How a validation instrument for the world's most precise machine tool probes ended up becoming a commercial product.
CNC machines depend on machine tool probes to produce components that match their CAD models to tight tolerances. When a probe drifts — losing accuracy or repeatability over time — the deviations it introduces can propagate silently into critical manufactured parts before anyone notices.
For a company producing aerospace components, that risk is unacceptable. A Tier 1 aerospace manufacturer and major user of high-precision probing systems needed a way to validate that their probes were still performing to specification — quickly, reliably, and on their own shop floor.
The manufacturer's own factory acceptance testing used a large laser-based system that could not be replicated in a customer environment. Nothing equivalent existed for in-service validation. A purpose-built solution was required.
The system needed to work on a standard metrology lab bench, be operable by a technician rather than a specialist engineer, and support multiple probe models in active use at the customer site. Automated operation was essential — the result had to be a traceable test report, not a manual measurement.
The design centred on a fully automated 360° probe characterisation routine, measuring trigger points across the full working envelope and running statistical analysis equivalent to a Gauge R&R study. The system calculated standard deviation and variance of trigger points, compared them against acceptance limits, and generated a validation report automatically.
A technician could mount a probe, initiate the sequence, and return to a completed, documented result. The measurement architecture achieved a resolution of 1 nanometre at a sample rate of 40MHz — performance that placed it firmly in the domain of laboratory-grade instrumentation.

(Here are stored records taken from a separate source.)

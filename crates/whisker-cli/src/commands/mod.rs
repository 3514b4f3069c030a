pub(crate) mod seedbox;
pub(crate) mod sessions;
pub(crate) mod status;
pub(crate) mod watch;
use anyhow::anyhow;

use crate::client::{AppContext, CliError, CliResult, classify_client};

pub(crate) async fn handle_seedbox(ctx: &AppContext) -> CliResult<()> {
    let label = ctx.label.as_deref().ok_or_else(|| {
        CliError::validation("a session label is required (pass --label or set WHISKER_LABEL)")
    })?;

    let outcome = ctx
        .client
        .update_seedbox(label)
        .await
        .map_err(classify_client)?;

    if outcome.success {
        println!("{}", outcome.message);
        Ok(())
    } else {
        Err(CliError::failure(anyhow!(outcome.message)))
    }
}
//! Error types for telemetry operations.

use std::error::Error;
use std::fmt::{self, Display, Formatter};

use prometheus::Error as PrometheusError;

/// Result alias for telemetry operations.
pub type TelemetryResult<T> = Result<T, TelemetryError>;

/// Errors raised by telemetry helpers.
#[derive(Debug)]
pub enum TelemetryError {
    /// A global tracing subscriber was already in place.
    Install {
        /// Underlying tracing subscriber error.
        source: tracing_subscriber::util::TryInitError,
    },
    /// Building a Prometheus collector failed.
    Collector {
        /// Name of the collector that failed.
        name: &'static str,
        /// Underlying Prometheus error.
        source: PrometheusError,
    },
    /// Registering a Prometheus collector failed.
    Register {
        /// Name of the collector that failed.
        name: &'static str,
        /// Underlying Prometheus error.
        source: PrometheusError,
    },
    /// Encoding the text exposition failed.
    Exposition {
        /// Underlying Prometheus error.
        source: PrometheusError,
    },
    /// The encoded exposition was not valid UTF-8.
    ExpositionUtf8 {
        /// Underlying UTF-8 conversion error.
        source: std::string::FromUtf8Error,
    },
}

impl Display for TelemetryError {
    fn fmt(&self, formatter: &mut Formatter<'_>) -> fmt::Result {
        match self {
            Self::Install { .. } => {
                formatter.write_str("could not install the global tracing subscriber")
            }
            Self::Collector { name, .. } => {
                write!(formatter, "could not build the {name} collector")
            }
            Self::Register { name, .. } => {
                write!(formatter, "could not register the {name} collector")
            }
            Self::Exposition { .. } => {
                formatter.write_str("could not encode the metrics exposition")
            }
            Self::ExpositionUtf8 { .. } => {
                formatter.write_str("metrics exposition was not valid utf-8")
            }
        }
    }
}

impl Error for TelemetryError {
    fn source(&self) -> Option<&(dyn Error + 'static)> {
        match self {
            Self::Install { source } => Some(source),
            Self::Collector { source, .. } | Self::Register { source, .. } => Some(source),
            Self::Exposition { source } => Some(source),
            Self::ExpositionUtf8 { source } => Some(source),
        }
    }
}

#[cfg(test)]
mod tests {
    use super::*;
    use tracing_subscriber::util::SubscriberInitExt;

    fn prometheus_error() -> PrometheusError {
        PrometheusError::Msg("boom".to_string())
    }

    fn forced_init_error() -> tracing_subscriber::util::TryInitError {
        let _ = tracing_subscriber::registry().try_init();
        tracing_subscriber::registry()
            .try_init()
            .expect_err("second subscriber install must fail")
    }

    #[test]
    fn collector_errors_name_the_metric() {
        let build = TelemetryError::Collector {
            name: "countdown_seconds",
            source: prometheus_error(),
        };
        assert_eq!(
            build.to_string(),
            "could not build the countdown_seconds collector"
        );

        let register = TelemetryError::Register {
            name: "bursts_started_total",
            source: prometheus_error(),
        };
        assert_eq!(
            register.to_string(),
            "could not register the bursts_started_total collector"
        );
    }

    #[test]
    fn every_variant_keeps_its_source() {
        let utf8_error = String::from_utf8(vec![0, 159]).expect_err("bytes are not utf-8");
        let variants = vec![
            TelemetryError::Install {
                source: forced_init_error(),
            },
            TelemetryError::Collector {
                name: "metric",
                source: prometheus_error(),
            },
            TelemetryError::Register {
                name: "metric",
                source: prometheus_error(),
            },
            TelemetryError::Exposition {
                source: prometheus_error(),
            },
            TelemetryError::ExpositionUtf8 { source: utf8_error },
        ];

        for variant in variants {
            assert!(variant.source().is_some(), "{variant} lost its source");
        }
    }
}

The most valuable insight from this project was commercial as much as technical. Delivering a sophisticated instrument through a Tier 1 aerospace customer's acceptance process — and later seeing the product receive full CE marking and EU Declaration of Conformity — confirmed that engineering at this level of precision is achievable when the architecture decisions are right from the start. The standards that aerospace demands are unforgiving, and meeting them on the first sale is the only result that matters.